In its sentencing submission, the DOJ says that Matthew Connolly, along with Gavin Black and numerous co-conspirators at Deutsche Bank, manipulated LIBOR “with callous and knowing disregard for the far-reaching effects of their actions”. As supervisor of the bank’s New York trading desk, Connolly is said to have leveraged his position of authority and explicitly directed his subordinate, Timothy Parietti, to email the London-based submitters with the desk’s positions so they could manipulate LIBOR in New York’s favor. Connolly, Black, their co-conspirators, and several others similarly situated are accused of having contributed to the fatal damage to LIBOR’s credibility and eroded public confidence in the integrity of the financial markets.
The Government notes that Connolly remains openly defiant, showing no signs of remorse or acceptance of responsibility.
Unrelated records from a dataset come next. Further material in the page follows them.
//! Connection Health Monitor
//!
//! Watches the upstream connection for silence and drives the
//! application-level keepalive. One monitor task runs per established
//! connection; it asks the connection loop to send pings on a fixed
//! interval and forces a disconnect when no frame of any kind has
//! arrived within the silence window.

use std::sync::Arc;
use std::time::{Duration, Instant};

use tokio::sync::mpsc;
use tokio_util::sync::CancellationToken;

use super::stats::ConnectionStats;

/// Configuration for connection health monitoring.
#[derive(Debug, Clone)]
pub struct MonitorConfig {
    /// Interval between silence checks.
    pub check_interval: Duration,
    /// Maximum time without any inbound frame before the connection is
    /// declared dead.
    pub silence_timeout: Duration,
    /// Interval between application-level pings.
    pub ping_interval: Duration,
}

impl Default for MonitorConfig {
    fn default() -> Self {
        Self {
            check_interval: Duration::from_secs(15),
            silence_timeout: Duration::from_secs(60),
            ping_interval: Duration::from_secs(30),
        }
    }
}

/// Events emitted by the health monitor.
#[derive(Debug, Clone)]
pub enum MonitorEvent {
    /// Request to send an application-level ping command.
    SendPing,
    /// No inbound frame within the silence window; the connection should
    /// be torn down and re-established.
    SilenceTimeout {
        /// How long the connection had been silent when detected.
        silent_for: Duration,
    },
}

/// Health monitor for one upstream connection.
///
/// Silence is measured against the stats' last-inbound-frame instant.
/// A connection that has never produced a frame is measured from the
/// monitor's own start, so a totally dead socket still times out.
pub struct HealthMonitor {
    config: MonitorConfig,
    stats: Arc<ConnectionStats>,
    event_tx: mpsc::Sender<MonitorEvent>,
    cancel: CancellationToken,
}

impl HealthMonitor {
    /// Create a monitor for a freshly established connection.
    #[must_use]
    pub const fn new(
        config: MonitorConfig,
        stats: Arc<ConnectionStats>,
        event_tx: mpsc::Sender<MonitorEvent>,
        cancel: CancellationToken,
    ) -> Self {
        Self {
            config,
            stats,
            event_tx,
            cancel,
        }
    }

    /// Run the monitoring loop until cancelled or a timeout is detected.
    pub async fn run(self) {
        let started_at = Instant::now();
        let mut check = tokio::time::interval(self.config.check_interval);
        check.set_missed_tick_behavior(tokio::time::MissedTickBehavior::Skip);
        let mut ping = tokio::time::interval(self.config.ping_interval);
        ping.set_missed_tick_behavior(tokio::time::MissedTickBehavior::Skip);
        // Both intervals fire immediately on the first tick; consume those
        // so the first real ping and check happen one period in.
        check.tick().await;
        ping.tick().await;

        loop {
            tokio::select! {
                () = self.cancel.cancelled() => {
                    tracing::debug!("Health monitor cancelled");
                    break;
                }
                _ = check.tick() => {
                    if self.check_silence(started_at).await.is_err() {
                        break;
                    }
                }
                _ = ping.tick() => {
                    if self.event_tx.send(MonitorEvent::SendPing).await.is_err() {
                        tracing::debug!("Event channel closed, stopping health monitor");
                        break;
                    }
                }
            }
        }
    }

    /// Returns `Err(())` when silence exceeded the timeout and the loop
    /// should exit.
    async fn check_silence(&self, started_at: Instant) -> Result<(), ()> {
        let last_seen = self.stats.last_message_at().unwrap_or(started_at);
        let silent_for = last_seen.elapsed();
        if silent_for > self.config.silence_timeout {
            tracing::warn!(
                silent_secs = silent_for.as_secs(),
                timeout_secs = self.config.silence_timeout.as_secs(),
                "No upstream traffic within silence window"
            );
            let _ = self
                .event_tx
                .send(MonitorEvent::SilenceTimeout { silent_for })
                .await;
            return Err(());
        }
        Ok(())
    }
}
He wrote a book (Matthew Connolly, Target: A Scapegoat’s Guide to the Federal Justice System) about his trial full of rather obscene expressions: referring (redactions are applied – Ed.) to the prosecution as “sneaky f***ers,” “the best scumbags in the world,” “slime,” and to Mr. Parietti as “the little f***er,” “a**clown,” “coward,” “feeble little a**hole.”
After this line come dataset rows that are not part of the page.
//! Broadcast Channel Adapters
//!
//! Fan-out of upstream messages to viewer connections using tokio
//! broadcast channels.
//!
//! # Architecture
//!
//! The `BroadcastHub` provides a separate channel per message class:
//! option quotes, equity quotes, futures quotes, account activity, and
//! status snapshots. Every viewer subscribes to every channel, so each
//! broadcast reaches each connected viewer. Slow viewers that fall more
//! than a channel's capacity behind observe a lag error and skip ahead
//! rather than stalling the feed.

use std::sync::Arc;

use tokio::sync::broadcast;

use crate::BroadcastSettings;
use crate::infrastructure::upstream::messages::{
    EquityQuoteData, FuturesQuoteData, OptionQuoteData, StatusData,
};

// =============================================================================
// Broadcast Messages
// =============================================================================

/// Option quote broadcast message.
#[derive(Debug, Clone)]
pub struct OptionQuoteBroadcast {
    /// Upstream timestamp, relayed verbatim.
    pub timestamp: Option<String>,
    /// The quote data.
    pub quote: OptionQuoteData,
}

/// Equity quote broadcast message.
#[derive(Debug, Clone)]
pub struct EquityQuoteBroadcast {
    /// Upstream timestamp, relayed verbatim.
    pub timestamp: Option<String>,
    /// The quote data.
    pub quote: EquityQuoteData,
}

/// Futures quote broadcast message.
#[derive(Debug, Clone)]
pub struct FuturesQuoteBroadcast {
    /// Upstream timestamp, relayed verbatim.
    pub timestamp: Option<String>,
    /// The quote data.
    pub quote: FuturesQuoteData,
}

/// Account activity broadcast message.
#[derive(Debug, Clone)]
pub struct AccountActivityBroadcast {
    /// Upstream timestamp, relayed verbatim.
    pub timestamp: Option<String>,
    /// Opaque activity payload.
    pub data: serde_json::Value,
}

/// Status snapshot broadcast message.
#[derive(Debug, Clone)]
pub struct StatusBroadcast {
    /// Upstream timestamp, relayed verbatim.
    pub timestamp: Option<String>,
    /// The status data.
    pub status: StatusData,
}

// =============================================================================
// Broadcast Hub
// =============================================================================

/// Configuration for broadcast channel capacities.
#[derive(Debug, Clone, Copy)]
pub struct BroadcastConfig {
    /// Capacity for the option quote channel.
    pub option_quotes_capacity: usize,
    /// Capacity for the equity quote channel.
    pub equity_quotes_capacity: usize,
    /// Capacity for the futures quote channel.
    pub futures_quotes_capacity: usize,
    /// Capacity for the account activity channel.
    pub account_activity_capacity: usize,
    /// Capacity for the status channel.
    pub status_capacity: usize,
}

impl Default for BroadcastConfig {
    fn default() -> Self {
        Self {
            option_quotes_capacity: 10_000,
            equity_quotes_capacity: 10_000,
            futures_quotes_capacity: 1_000,
            account_activity_capacity: 1_000,
            status_capacity: 256,
        }
    }
}

impl From<BroadcastSettings> for BroadcastConfig {
    fn from(settings: BroadcastSettings) -> Self {
        Self {
            option_quotes_capacity: settings.option_quotes_capacity,
            equity_quotes_capacity: settings.equity_quotes_capacity,
            futures_quotes_capacity: settings.futures_quotes_capacity,
            account_activity_capacity: settings.account_activity_capacity,
            status_capacity: settings.status_capacity,
        }
    }
}

/// Central hub for all broadcast channels.
#[derive(Debug)]
pub struct BroadcastHub {
    option_quotes_tx: broadcast::Sender<OptionQuoteBroadcast>,
    equity_quotes_tx: broadcast::Sender<EquityQuoteBroadcast>,
    futures_quotes_tx: broadcast::Sender<FuturesQuoteBroadcast>,
    account_activity_tx: broadcast::Sender<AccountActivityBroadcast>,
    status_tx: broadcast::Sender<StatusBroadcast>,
}

impl BroadcastHub {
    /// Create a new broadcast hub with the given configuration.
    #[must_use]
    pub fn new(config: BroadcastConfig) -> Self {
        Self {
            option_quotes_tx: broadcast::channel(config.option_quotes_capacity).0,
            equity_quotes_tx: broadcast::channel(config.equity_quotes_capacity).0,
            futures_quotes_tx: broadcast::channel(config.futures_quotes_capacity).0,
            account_activity_tx: broadcast::channel(config.account_activity_capacity).0,
            status_tx: broadcast::channel(config.status_capacity).0,
        }
    }

    /// Create a new broadcast hub with default configuration.
    #[must_use]
    pub fn with_defaults() -> Self {
        Self::new(BroadcastConfig::default())
    }

    /// Send an option quote to all subscribers.
    ///
    /// Returns the number of receivers that got the message, or `None`
    /// when no viewer is listening.
    pub fn send_option_quote(&self, message: OptionQuoteBroadcast) -> Option<usize> {
        self.option_quotes_tx.send(message).ok()
    }

    /// Get a new receiver for option quotes.
    #[must_use]
    pub fn option_quotes_rx(&self) -> broadcast::Receiver<OptionQuoteBroadcast> {
        self.option_quotes_tx.subscribe()
    }

    /// Send an equity quote to all subscribers.
    pub fn send_equity_quote(&self, message: EquityQuoteBroadcast) -> Option<usize> {
        self.equity_quotes_tx.send(message).ok()
    }

    /// Get a new receiver for equity quotes.
    #[must_use]
    pub fn equity_quotes_rx(&self) -> broadcast::Receiver<EquityQuoteBroadcast> {
        self.equity_quotes_tx.subscribe()
    }

    /// Send a futures quote to all subscribers.
    pub fn send_futures_quote(&self, message: FuturesQuoteBroadcast) -> Option<usize> {
        self.futures_quotes_tx.send(message).ok()
    }

    /// Get a new receiver for futures quotes.
    #[must_use]
    pub fn futures_quotes_rx(&self) -> broadcast::Receiver<FuturesQuoteBroadcast> {
        self.futures_quotes_tx.subscribe()
    }

    /// Send an account activity event to all subscribers.
    pub fn send_account_activity(&self, message: AccountActivityBroadcast) -> Option<usize> {
        self.account_activity_tx.send(message).ok()
    }

    /// Get a new receiver for account activity.
    #[must_use]
    pub fn account_activity_rx(&self) -> broadcast::Receiver<AccountActivityBroadcast> {
        self.account_activity_tx.subscribe()
    }

    /// Send a status snapshot to all subscribers.
    pub fn send_status(&self, message: StatusBroadcast) -> Option<usize> {
        self.status_tx.send(message).ok()
    }

    /// Get a new receiver for status snapshots.
    #[must_use]
    pub fn status_rx(&self) -> broadcast::Receiver<StatusBroadcast> {
        self.status_tx.subscribe()
    }

    /// Number of viewers currently subscribed to the option quote channel.
    ///
    /// Every viewer subscribes to every channel, so this doubles as the
    /// connected-viewer count.
    #[must_use]
    pub fn viewer_count(&self) -> usize {
        self.option_quotes_tx.receiver_count()
    }
}

/// Shared broadcast hub reference.
pub type SharedBroadcastHub = Arc<BroadcastHub>;

#[cfg(test)]
mod tests {
    use rust_decimal::Decimal;

    use super::*;

    fn make_option_quote() -> OptionQuoteBroadcast {
        OptionQuoteBroadcast {
            timestamp: Some("2026-02-20T14:30:00".to_string()),
            quote: OptionQuoteData {
                symbol: "AAPL  260220C00230000".to_string(),
                bid: Some(Decimal::new(525, 2)),
                ask: Some(Decimal::new(535, 2)),
                ..Default::default()
            },
        }
    }

    #[test]
    fn hub_starts_with_no_viewers() {
        let hub = BroadcastHub::with_defaults();
        assert_eq!(hub.viewer_count(), 0);
    }

    #[test]
    fn send_with_no_receivers_returns_none() {
        let hub = BroadcastHub::with_defaults();
        assert!(hub.send_option_quote(make_option_quote()).is_none());
    }

    #[tokio::test]
    async fn send_and_receive_option_quote() {
        let hub = BroadcastHub::with_defaults();
        let mut rx = hub.option_quotes_rx();

        let delivered = hub.send_option_quote(make_option_quote());
        assert_eq!(delivered, Some(1));

        let received = rx.recv().await.unwrap();
        assert_eq!(received.quote.symbol, "AAPL  260220C00230000");
    }

    #[tokio::test]
    async fn every_receiver_gets_every_message() {
        let hub = BroadcastHub::with_defaults();
        let mut rx1 = hub.status_rx();
        let mut rx2 = hub.status_rx();

        let _ = hub.send_status(StatusBroadcast {
            timestamp: None,
            status: StatusData {
                connected: Some(true),
                ..Default::default()
            },
        });

        let r1 = rx1.recv().await.unwrap();
        let r2 = rx2.recv().await.unwrap();
        assert_eq!(r1.status.connected, r2.status.connected);
    }

    #[test]
    fn viewer_count_tracks_receivers() {
        let hub = BroadcastHub::with_defaults();
        let _rx1 = hub.option_quotes_rx();
        assert_eq!(hub.viewer_count(), 1);
        {
            let _rx2 = hub.option_quotes_rx();
            assert_eq!(hub.viewer_count(), 2);
        }
        assert_eq!(hub.viewer_count(), 1);
    }
}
The Government says that, in accordance with the US Sentencing Guidelines and associated statutory provisions, the Court should impose a substantial term of incarceration – at offense level 34, by the government’s calculation, the Guidelines call for 151-188 months, as well as the maximum available fine of $3,000,000. This fine represents 3x$1,000,000, with $1 million being the maximum criminal fine for each of the three counts of conviction pursuant to 18 U.S.C. §§ 1343, 1344, 1349, and 3571(b).
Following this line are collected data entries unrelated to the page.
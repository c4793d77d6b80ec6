//! Upstream Wire Message Types
//!
//! Wire format types for the upstream quote-streaming process. Inbound
//! events are UTF-8 JSON text frames of the shape `{type, timestamp, data}`;
//! outbound requests are `{command, ...args}`.
//!
//! The upstream `timestamp` is an opaque ISO-8601 string produced by the
//! remote process's own clock; it is relayed downstream, never parsed.

use rust_decimal::Decimal;
use serde::{Deserialize, Serialize};

// =============================================================================
// Outbound Commands
// =============================================================================

/// Outbound command to the upstream quote process.
///
/// # Wire Format (JSON)
/// ```json
/// {"command": "get_status"}
/// {"command": "subscribe_options", "symbols": ["AAPL  260220C00230000"]}
/// ```
#[derive(Debug, Clone, PartialEq, Eq, Serialize, Deserialize)]
#[serde(tag = "command", rename_all = "snake_case")]
pub enum Command {
    /// Request a status snapshot.
    GetStatus,
    /// Application-level keepalive; upstream answers with `pong`.
    Ping,
    /// Subscribe to option quotes by OCC symbol.
    SubscribeOptions {
        /// OCC symbols to subscribe.
        symbols: Vec<String>,
    },
    /// Unsubscribe from option quotes.
    UnsubscribeOptions {
        /// OCC symbols to unsubscribe.
        symbols: Vec<String>,
    },
    /// Subscribe to equity quotes by ticker.
    SubscribeEquities {
        /// Ticker symbols to subscribe.
        symbols: Vec<String>,
    },
    /// Subscribe to futures quotes.
    SubscribeFutures {
        /// Futures symbols to subscribe.
        symbols: Vec<String>,
    },
    /// Unsubscribe from futures quotes.
    UnsubscribeFutures {
        /// Futures symbols to unsubscribe.
        symbols: Vec<String>,
    },
}

impl Command {
    /// The wire name of this command.
    #[must_use]
    pub const fn name(&self) -> &'static str {
        match self {
            Self::GetStatus => "get_status",
            Self::Ping => "ping",
            Self::SubscribeOptions { .. } => "subscribe_options",
            Self::UnsubscribeOptions { .. } => "unsubscribe_options",
            Self::SubscribeEquities { .. } => "subscribe_equities",
            Self::SubscribeFutures { .. } => "subscribe_futures",
            Self::UnsubscribeFutures { .. } => "unsubscribe_futures",
        }
    }
}

// =============================================================================
// Inbound Quote Payloads
// =============================================================================

/// Level 1 option quote payload.
///
/// All value fields are optional: the upstream process omits fields it has
/// no data for, and the bridge relays whatever subset arrived.
#[derive(Debug, Clone, Default, PartialEq, Serialize, Deserialize)]
#[serde(rename_all = "camelCase")]
pub struct OptionQuoteData {
    /// OCC symbol of the contract.
    pub symbol: String,
    /// Bid price.
    #[serde(default, skip_serializing_if = "Option::is_none")]
    pub bid: Option<Decimal>,
    /// Ask price.
    #[serde(default, skip_serializing_if = "Option::is_none")]
    pub ask: Option<Decimal>,
    /// Last trade price.
    #[serde(default, skip_serializing_if = "Option::is_none")]
    pub last: Option<Decimal>,
    /// Mark price.
    #[serde(default, skip_serializing_if = "Option::is_none")]
    pub mark: Option<Decimal>,
    /// Bid size.
    #[serde(default, skip_serializing_if = "Option::is_none")]
    pub bid_size: Option<i64>,
    /// Ask size.
    #[serde(default, skip_serializing_if = "Option::is_none")]
    pub ask_size: Option<i64>,
    /// Total volume.
    #[serde(default, skip_serializing_if = "Option::is_none")]
    pub volume: Option<i64>,
    /// Open interest.
    #[serde(default, skip_serializing_if = "Option::is_none")]
    pub open_interest: Option<i64>,
    /// Delta greek.
    #[serde(default, skip_serializing_if = "Option::is_none")]
    pub delta: Option<f64>,
    /// Gamma greek.
    #[serde(default, skip_serializing_if = "Option::is_none")]
    pub gamma: Option<f64>,
    /// Theta greek.
    #[serde(default, skip_serializing_if = "Option::is_none")]
    pub theta: Option<f64>,
    /// Vega greek.
    #[serde(default, skip_serializing_if = "Option::is_none")]
    pub vega: Option<f64>,
    /// Rho greek.
    #[serde(default, skip_serializing_if = "Option::is_none")]
    pub rho: Option<f64>,
    /// Implied volatility.
    #[serde(default, skip_serializing_if = "Option::is_none")]
    pub iv: Option<f64>,
    /// Price of the underlying.
    #[serde(default, skip_serializing_if = "Option::is_none")]
    pub underlying_price: Option<Decimal>,
    /// Days until expiration.
    #[serde(default, skip_serializing_if = "Option::is_none")]
    pub days_to_expiration: Option<i64>,
    /// Extrinsic value.
    #[serde(default, skip_serializing_if = "Option::is_none")]
    pub time_value: Option<Decimal>,
    /// Model value.
    #[serde(default, skip_serializing_if = "Option::is_none")]
    pub theoretical_value: Option<Decimal>,
    /// Quote time in epoch milliseconds.
    #[serde(default, skip_serializing_if = "Option::is_none")]
    pub quote_time: Option<i64>,
    /// Trade time in epoch milliseconds.
    #[serde(default, skip_serializing_if = "Option::is_none")]
    pub trade_time: Option<i64>,
}

/// Level 1 equity quote payload.
#[derive(Debug, Clone, Default, PartialEq, Serialize, Deserialize)]
#[serde(rename_all = "camelCase")]
pub struct EquityQuoteData {
    /// Ticker symbol.
    pub symbol: String,
    /// Bid price.
    #[serde(default, skip_serializing_if = "Option::is_none")]
    pub bid: Option<Decimal>,
    /// Ask price.
    #[serde(default, skip_serializing_if = "Option::is_none")]
    pub ask: Option<Decimal>,
    /// Last trade price.
    #[serde(default, skip_serializing_if = "Option::is_none")]
    pub last: Option<Decimal>,
    /// Mark price.
    #[serde(default, skip_serializing_if = "Option::is_none")]
    pub mark: Option<Decimal>,
    /// Bid size.
    #[serde(default, skip_serializing_if = "Option::is_none")]
    pub bid_size: Option<i64>,
    /// Ask size.
    #[serde(default, skip_serializing_if = "Option::is_none")]
    pub ask_size: Option<i64>,
    /// Total volume.
    #[serde(default, skip_serializing_if = "Option::is_none")]
    pub volume: Option<i64>,
    /// Session high.
    #[serde(default, skip_serializing_if = "Option::is_none")]
    pub high: Option<Decimal>,
    /// Session low.
    #[serde(default, skip_serializing_if = "Option::is_none")]
    pub low: Option<Decimal>,
    /// Session open.
    #[serde(default, skip_serializing_if = "Option::is_none")]
    pub open: Option<Decimal>,
    /// Previous close.
    #[serde(default, skip_serializing_if = "Option::is_none")]
    pub close: Option<Decimal>,
    /// Net change from previous close.
    #[serde(default, skip_serializing_if = "Option::is_none")]
    pub net_change: Option<Decimal>,
    /// Net change percentage.
    #[serde(default, skip_serializing_if = "Option::is_none")]
    pub net_change_percent: Option<f64>,
    /// 52-week high.
    #[serde(default, skip_serializing_if = "Option::is_none", rename = "high52Week")]
    pub high_52_week: Option<Decimal>,
    /// 52-week low.
    #[serde(default, skip_serializing_if = "Option::is_none", rename = "low52Week")]
    pub low_52_week: Option<Decimal>,
    /// Quote time in epoch milliseconds.
    #[serde(default, skip_serializing_if = "Option::is_none")]
    pub quote_time: Option<i64>,
    /// Trade time in epoch milliseconds.
    #[serde(default, skip_serializing_if = "Option::is_none")]
    pub trade_time: Option<i64>,
}

/// Level 1 futures quote payload.
#[derive(Debug, Clone, Default, PartialEq, Serialize, Deserialize)]
#[serde(rename_all = "camelCase")]
pub struct FuturesQuoteData {
    /// Futures contract symbol (e.g. "/ES").
    pub symbol: String,
    /// Bid price.
    #[serde(default, skip_serializing_if = "Option::is_none")]
    pub bid: Option<Decimal>,
    /// Ask price.
    #[serde(default, skip_serializing_if = "Option::is_none")]
    pub ask: Option<Decimal>,
    /// Last trade price.
    #[serde(default, skip_serializing_if = "Option::is_none")]
    pub last: Option<Decimal>,
    /// Mark price.
    #[serde(default, skip_serializing_if = "Option::is_none")]
    pub mark: Option<Decimal>,
    /// Bid size.
    #[serde(default, skip_serializing_if = "Option::is_none")]
    pub bid_size: Option<i64>,
    /// Ask size.
    #[serde(default, skip_serializing_if = "Option::is_none")]
    pub ask_size: Option<i64>,
    /// Total volume.
    #[serde(default, skip_serializing_if = "Option::is_none")]
    pub volume: Option<i64>,
    /// Open interest.
    #[serde(default, skip_serializing_if = "Option::is_none")]
    pub open_interest: Option<i64>,
    /// Quote time in epoch milliseconds.
    #[serde(default, skip_serializing_if = "Option::is_none")]
    pub quote_time: Option<i64>,
}

/// Status payload reported by the upstream process.
///
/// # Wire Format (JSON)
/// ```json
/// {
///   "connected": true,
///   "subscribed_options": ["AAPL  260220C00230000"],
///   "subscribed_equities": ["AAPL"],
///   "subscribed_futures": []
/// }
/// ```
#[derive(Debug, Clone, Default, PartialEq, Eq, Serialize, Deserialize)]
pub struct StatusData {
    /// Whether the upstream process reports itself connected to its feed.
    #[serde(default, skip_serializing_if = "Option::is_none")]
    pub connected: Option<bool>,
    /// Closure reason on a synthetic disconnection notice.
    #[serde(default, skip_serializing_if = "Option::is_none")]
    pub reason: Option<String>,
    /// Currently subscribed OCC option symbols.
    #[serde(default)]
    pub subscribed_options: Vec<String>,
    /// Currently subscribed equity tickers.
    #[serde(default)]
    pub subscribed_equities: Vec<String>,
    /// Currently subscribed futures symbols.
    #[serde(default)]
    pub subscribed_futures: Vec<String>,
}

impl StatusData {
    /// All subscribed symbols in upstream-reported order
    /// (options, then equities, then futures).
    #[must_use]
    pub fn all_symbols(&self) -> Vec<String> {
        let mut symbols = Vec::with_capacity(
            self.subscribed_options.len()
                + self.subscribed_equities.len()
                + self.subscribed_futures.len(),
        );
        symbols.extend_from_slice(&self.subscribed_options);
        symbols.extend_from_slice(&self.subscribed_equities);
        symbols.extend_from_slice(&self.subscribed_futures);
        symbols
    }
}

// =============================================================================
// Inbound Message Union
// =============================================================================

/// A classified inbound message from the upstream process.
#[derive(Debug, Clone, PartialEq)]
pub enum StreamMessage {
    /// Real-time option quote.
    OptionQuote {
        /// Upstream-reported timestamp, relayed verbatim.
        timestamp: Option<String>,
        /// Quote payload.
        quote: OptionQuoteData,
    },
    /// Real-time equity quote.
    EquityQuote {
        /// Upstream-reported timestamp, relayed verbatim.
        timestamp: Option<String>,
        /// Quote payload.
        quote: EquityQuoteData,
    },
    /// Real-time futures quote.
    FuturesQuote {
        /// Upstream-reported timestamp, relayed verbatim.
        timestamp: Option<String>,
        /// Quote payload.
        quote: FuturesQuoteData,
    },
    /// Account activity (order fills, etc.), relayed as-is.
    AccountActivity {
        /// Upstream-reported timestamp, relayed verbatim.
        timestamp: Option<String>,
        /// Opaque activity payload.
        data: serde_json::Value,
    },
    /// Status snapshot with the upstream's subscription lists.
    Status {
        /// Upstream-reported timestamp, relayed verbatim.
        timestamp: Option<String>,
        /// Status payload.
        status: StatusData,
    },
    /// Upstream keepalive; refreshes liveness, never broadcast.
    Heartbeat {
        /// Upstream-reported timestamp.
        timestamp: Option<String>,
    },
    /// Acknowledgment of a `ping` command; never broadcast.
    Pong,
    /// Message with an unrecognized or missing `type` field.
    Unknown {
        /// The unrecognized type, if one was present.
        message_type: Option<String>,
    },
}

impl StreamMessage {
    /// The wire `type` of this message, if it has a recognized one.
    #[must_use]
    pub fn type_name(&self) -> Option<&str> {
        match self {
            Self::OptionQuote { .. } => Some("option_quote"),
            Self::EquityQuote { .. } => Some("equity_quote"),
            Self::FuturesQuote { .. } => Some("futures_quote"),
            Self::AccountActivity { .. } => Some("account_activity"),
            Self::Status { .. } => Some("status"),
            Self::Heartbeat { .. } => Some("heartbeat"),
            Self::Pong => Some("pong"),
            Self::Unknown { message_type } => message_type.as_deref(),
        }
    }
}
The government conservatively estimates that the intended loss to Deutsche Bank’s counterparties was over $4,000,000. Counterparty loss, however, is rather small in comparison to the market-wide losses that accompany a scheme to manipulate a global financial benchmark. The government’s rough approximation of market-wide intended losses is greater than half-a-billion dollars.
The scheme also severely damaged the credibility of the world’s most widely referenced interest rate benchmark. Countless market participants relied on LIBOR with the mistaken understanding that it was what it purported to be – a good faith estimate of borrowing costs – to make important financial decisions.